Chloe and Sanjay’s accounts are tips of the iceberg with virtually every Gen Z and now Gen A I speak to expressing panic that they’ve left sex too late, careers too late, saving money too late and a myriad of big choices too late – and this is despite having decades in front of them to nail these things.
So, what’s causing this anxious race with time? It seems to be three major factors. The first is of course social media; the LinkedIn humblebrags and TikTok ‘guess what, guys?’ style boasts are enough to cause anxiety for the hardiest of egos and because Gen Z spend so much time on these platforms, the illusion of everyone else’s success is inevitably going to get to them. The second is, unlike the artifice of social media, the growing competitiveness in every sphere and field is quite real. For every job and uni place there really is ferocious competition and ludicrously high bars to entry and long gone are the days when you can wander into a cool, high-paid job with 2 C’s and a U a la Jeremy Clarkson. The third is of course, older parents, carers and relatives who still often see the world through their generational lens when it was the norm (and also much easier) to have gotten married, had a kid(s) and bought a house all in your twenties – and project this expectation onto their kids, causing much, much anxiety!
So, what if, it’s time to not just rethink milestones, but time itself? Despite the fact we (for the most part) have more time and more to do than ever before, there remains a meter on our lives that dictates sex at sixteen, uni at eighteen and babies, high-flying jobs in our twenties and maybe a second home in our late thirties aren’t just expectations ticking away in the background, but what every successful person should be doing and achieving. It’s not surprising that TikTok is constantly in meltdown.
The changing nature of childhood and teen years means unlike just a generation ago when it was practically your duty to pack in as many dodgy experiences and as much rebellion as possible, being young is now a far more (for the most part) insulated and protected state. It’s not unusual for sixteen-year-olds in averagely close-knit households to have barely spent more than a weekend away from home, let alone had to make any major life decisions or done anything that didn’t have a parental-shaped safety net. This isn’t a criticism of young people; it’s just how we tend to raise our young now.

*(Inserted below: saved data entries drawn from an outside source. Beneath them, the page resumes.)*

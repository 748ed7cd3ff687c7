//! Morning report rendering: a self-contained HTML page for humans and a CSV
//! export for downstream consumers. The reporter never fetches data; it only
//! formats what the pipeline hands it. Render or write failures are fatal to
//! the run.

mod html;

use chrono::NaiveDate;
use screener_core::{
    EventRiskBatch, MarketSentiment, Regime, ScoredStock, ScreenError, ScreenResult,
};
use std::path::{Path, PathBuf};

/// Rows shown in the top-opportunities table.
pub const TOP_N: usize = 20;

pub struct ReportContext<'a> {
    pub date: NaiveDate,
    pub universe_name: &'a str,
    pub duration_sec: f64,
    pub scanned_count: usize,
    pub predicted_count: usize,
    pub scored: &'a [ScoredStock],
    pub sentiment: &'a MarketSentiment,
    pub regime: &'a Regime,
    pub event_risks: &'a EventRiskBatch,
    pub errors: &'a [String],
    pub warnings: &'a [String],
}

/// Per-sector summary used by the HTML breakdown table.
pub struct SectorSummary {
    pub name: String,
    pub count: usize,
    pub median_score: f64,
}

pub fn sector_breakdown(scored: &[ScoredStock]) -> Vec<SectorSummary> {
    let mut by_sector: Vec<(String, Vec<f64>)> = Vec::new();
    for stock in scored {
        match by_sector.iter_mut().find(|(name, _)| *name == stock.sector) {
            Some((_, scores)) => scores.push(stock.opportunity_score),
            None => by_sector.push((stock.sector.clone(), vec![stock.opportunity_score])),
        }
    }
    by_sector.sort_by(|a, b| a.0.cmp(&b.0));
    by_sector
        .into_iter()
        .map(|(name, scores)| SectorSummary {
            count: scores.len(),
            median_score: technical_indicators::median(&scores).unwrap_or(0.0),
            name,
        })
        .collect()
}

pub struct Reporter {
    dir: PathBuf,
}

impl Reporter {
    pub fn new(dir: &Path) -> Self {
        Self {
            dir: dir.to_path_buf(),
        }
    }

    /// Write both report artifacts for a run. Returns (html, csv) paths.
    pub fn emit(&self, ctx: &ReportContext<'_>) -> ScreenResult<(PathBuf, PathBuf)> {
        std::fs::create_dir_all(&self.dir)
            .map_err(|e| ScreenError::ReporterFailed(e.to_string()))?;

        let html_path = self.dir.join(format!("{}_report.html", ctx.date));
        let csv_path = self.dir.join(format!("{}_export.csv", ctx.date));

        std::fs::write(&html_path, html::render(ctx))
            .map_err(|e| ScreenError::ReporterFailed(format!("html: {}", e)))?;

        write_csv(&csv_path, ctx)?;

        tracing::info!(
            "report written: {} ({} rows)",
            html_path.display(),
            ctx.scored.len()
        );
        Ok((html_path, csv_path))
    }
}

fn write_csv(path: &Path, ctx: &ReportContext<'_>) -> ScreenResult<()> {
    let mut writer = csv::Writer::from_path(path)
        .map_err(|e| ScreenError::ReporterFailed(format!("csv: {}", e)))?;

    writer
        .write_record([
            "ticker",
            "sector",
            "price",
            "screening_score",
            "ensemble_confidence",
            "signal",
            "opportunity_score",
            "band",
            "earnings_in_days",
            "dividend_in_days",
            "regulatory_flag",
            "risk_score",
            "sit_out",
        ])
        .map_err(|e| ScreenError::ReporterFailed(format!("csv: {}", e)))?;

    for stock in ctx.scored {
        let risk = ctx.event_risks.get(&stock.ticker);
        let record = [
            stock.ticker.clone(),
            stock.sector.clone(),
            stock.price.map(|p| format!("{:.4}", p)).unwrap_or_default(),
            format!("{:.2}", stock.screening_score),
            format!("{:.4}", stock.prediction.ensemble_confidence),
            stock.prediction.signal.label().to_string(),
            format!("{:.2}", stock.opportunity_score),
            stock.opportunity_band.label().to_string(),
            risk
                .and_then(|r| r.earnings_in_days)
                .map(|d| d.to_string())
                .unwrap_or_default(),
            risk
                .and_then(|r| r.dividend_in_days)
                .map(|d| d.to_string())
                .unwrap_or_default(),
            risk.map(|r| r.regulatory_flag.to_string()).unwrap_or_default(),
            risk.map(|r| format!("{:.4}", r.risk_score)).unwrap_or_default(),
            risk.map(|r| r.sit_out.to_string()).unwrap_or_default(),
        ];
        writer
            .write_record(&record)
            .map_err(|e| ScreenError::ReporterFailed(format!("csv: {}", e)))?;
    }

    writer
        .flush()
        .map_err(|e| ScreenError::ReporterFailed(format!("csv: {}", e)))?;
    Ok(())
}

#[cfg(test)]
mod tests {
    use super::*;
    use screener_core::{
        Band, Component, EventRisk, Prediction, PredictionComponents, Signal,
    };
    use std::collections::HashMap;

    fn scored(ticker: &str, sector: &str, score: f64) -> ScoredStock {
        ScoredStock {
            ticker: ticker.to_string(),
            sector: sector.to_string(),
            price: Some(104.55),
            screening_score: 64.0,
            prediction: Prediction {
                ticker: ticker.to_string(),
                components: PredictionComponents {
                    model: Component::unavailable(),
                    trend: Component::new(1.0, 0.6),
                    technical: Component::new(0.0, 0.2),
                    sentiment: Component::new(0.0, 0.5),
                },
                signal: Signal::Hold,
                ensemble_direction: 0.45,
                ensemble_confidence: 0.48,
            },
            opportunity_score: score,
            opportunity_band: Band::from_score(score),
        }
    }

    fn risks_for(ticker: &str) -> EventRiskBatch {
        EventRiskBatch {
            per_ticker: HashMap::from([(
                ticker.to_string(),
                EventRisk {
                    earnings_in_days: Some(2),
                    dividend_in_days: None,
                    regulatory_flag: false,
                    risk_score: 0.1,
                    sit_out: false,
                },
            )]),
            market_regime: Regime::neutral(),
        }
    }

    fn context<'a>(
        scored: &'a [ScoredStock],
        sentiment: &'a MarketSentiment,
        regime: &'a Regime,
        risks: &'a EventRiskBatch,
    ) -> ReportContext<'a> {
        ReportContext {
            date: NaiveDate::from_ymd_opt(2025, 7, 10).unwrap(),
            universe_name: "au",
            duration_sec: 42.5,
            scanned_count: scored.len(),
            predicted_count: scored.len(),
            scored,
            sentiment,
            regime,
            event_risks: risks,
            errors: &[],
            warnings: &[],
        }
    }

    #[test]
    fn emits_both_artifacts() {
        let tmp = tempfile::tempdir().unwrap();
        let stocks = vec![
            scored("CBA.AX", "Financials", 81.0),
            scored("BHP.AX", "Materials", 66.0),
        ];
        let sentiment = MarketSentiment::neutral();
        let regime = Regime::neutral();
        let risks = risks_for("CBA.AX");

        let reporter = Reporter::new(tmp.path());
        let (html_path, csv_path) = reporter
            .emit(&context(&stocks, &sentiment, &regime, &risks))
            .unwrap();

        assert!(html_path.exists());
        assert!(csv_path.exists());
        assert_eq!(html_path.file_name().unwrap(), "2025-07-10_report.html");
        assert_eq!(csv_path.file_name().unwrap(), "2025-07-10_export.csv");

        let html = std::fs::read_to_string(&html_path).unwrap();
        assert!(html.contains("CBA.AX"));
        assert!(html.contains("Market Context"));
        assert!(html.contains("Sector Breakdown"));
        assert!(html.contains("HOLD"));
    }

    #[test]
    fn csv_round_trips_the_columns() {
        let tmp = tempfile::tempdir().unwrap();
        let stocks = vec![scored("CBA.AX", "Financials", 81.0)];
        let sentiment = MarketSentiment::neutral();
        let regime = Regime::neutral();
        let risks = risks_for("CBA.AX");

        let reporter = Reporter::new(tmp.path());
        let (_, csv_path) = reporter
            .emit(&context(&stocks, &sentiment, &regime, &risks))
            .unwrap();

        let mut reader = csv::Reader::from_path(&csv_path).unwrap();
        let headers = reader.headers().unwrap().clone();
        assert_eq!(headers.len(), 13);
        assert_eq!(&headers[0], "ticker");
        assert_eq!(&headers[8], "earnings_in_days");
        assert_eq!(&headers[12], "sit_out");

        let rows: Vec<csv::StringRecord> = reader.records().map(|r| r.unwrap()).collect();
        assert_eq!(rows.len(), 1);
        assert_eq!(&rows[0][0], "CBA.AX");
        assert_eq!(&rows[0][5], "HOLD");
        assert_eq!(&rows[0][7], "HIGH");
        assert_eq!(&rows[0][8], "2");
        assert_eq!(&rows[0][9], ""); // no dividend scheduled
        assert_eq!(&rows[0][12], "false");
    }

    #[test]
    fn empty_run_still_renders() {
        let tmp = tempfile::tempdir().unwrap();
        let stocks: Vec<ScoredStock> = vec![];
        let sentiment = MarketSentiment::neutral();
        let regime = Regime::neutral();
        let risks = EventRiskBatch {
            per_ticker: HashMap::new(),
            market_regime: Regime::neutral(),
        };

        let reporter = Reporter::new(tmp.path());
        let (html_path, csv_path) = reporter
            .emit(&context(&stocks, &sentiment, &regime, &risks))
            .unwrap();

        let html = std::fs::read_to_string(&html_path).unwrap();
        assert!(html.contains("No opportunities"));

        let mut reader = csv::Reader::from_path(&csv_path).unwrap();
        assert_eq!(reader.records().count(), 0);
    }

    #[test]
    fn sector_breakdown_medians() {
        let stocks = vec![
            scored("CBA.AX", "Financials", 80.0),
            scored("WBC.AX", "Financials", 60.0),
            scored("BHP.AX", "Materials", 70.0),
        ];
        let breakdown = sector_breakdown(&stocks);
        assert_eq!(breakdown.len(), 2);
        assert_eq!(breakdown[0].name, "Financials");
        assert_eq!(breakdown[0].count, 2);
        assert!((breakdown[0].median_score - 70.0).abs() < 1e-9);
        assert_eq!(breakdown[1].name, "Materials");
    }
}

So, it is unsurprising that so many of them are getting major decisions pertaining to sex, identity, expensive university courses and future careers so very wrong, age 16-18, when by the very nature and design of childhood and adolescence, they’ve had to make so few decisions or moves of real consequence before then. I think rather than packing kids off en masse to university at eighteen, where loads of them are either falling apart, not coping, choosing the wrong courses, dropping out or ultimately deferring, it might be time to put the brakes on the sudden and very jarring life-jump at age eighteen and give young people in the older teen years more time – there’s that word again – to figure out who they are, get better social skills, life skills, hell, cooking skills, before they make choices and changes so many are ill-equipped for.
RiRi, 20: I absolutely hated university and stuck it out to my regret for eighteen months before admitting to myself it was a major mistake. And I was one of many in my halls utterly miserable and crying on the regular. It’s not like the old days where our parents claimed they were the best years of our lives. It’s completely different. I’m back home, working now and much happier. I’m going to go back in a year or so, but with a much clearer idea of what I want to do and where I want to go. I didn’t have a clue when I was forced into a panicked decision aged seventeen when I chose my 50K uni course.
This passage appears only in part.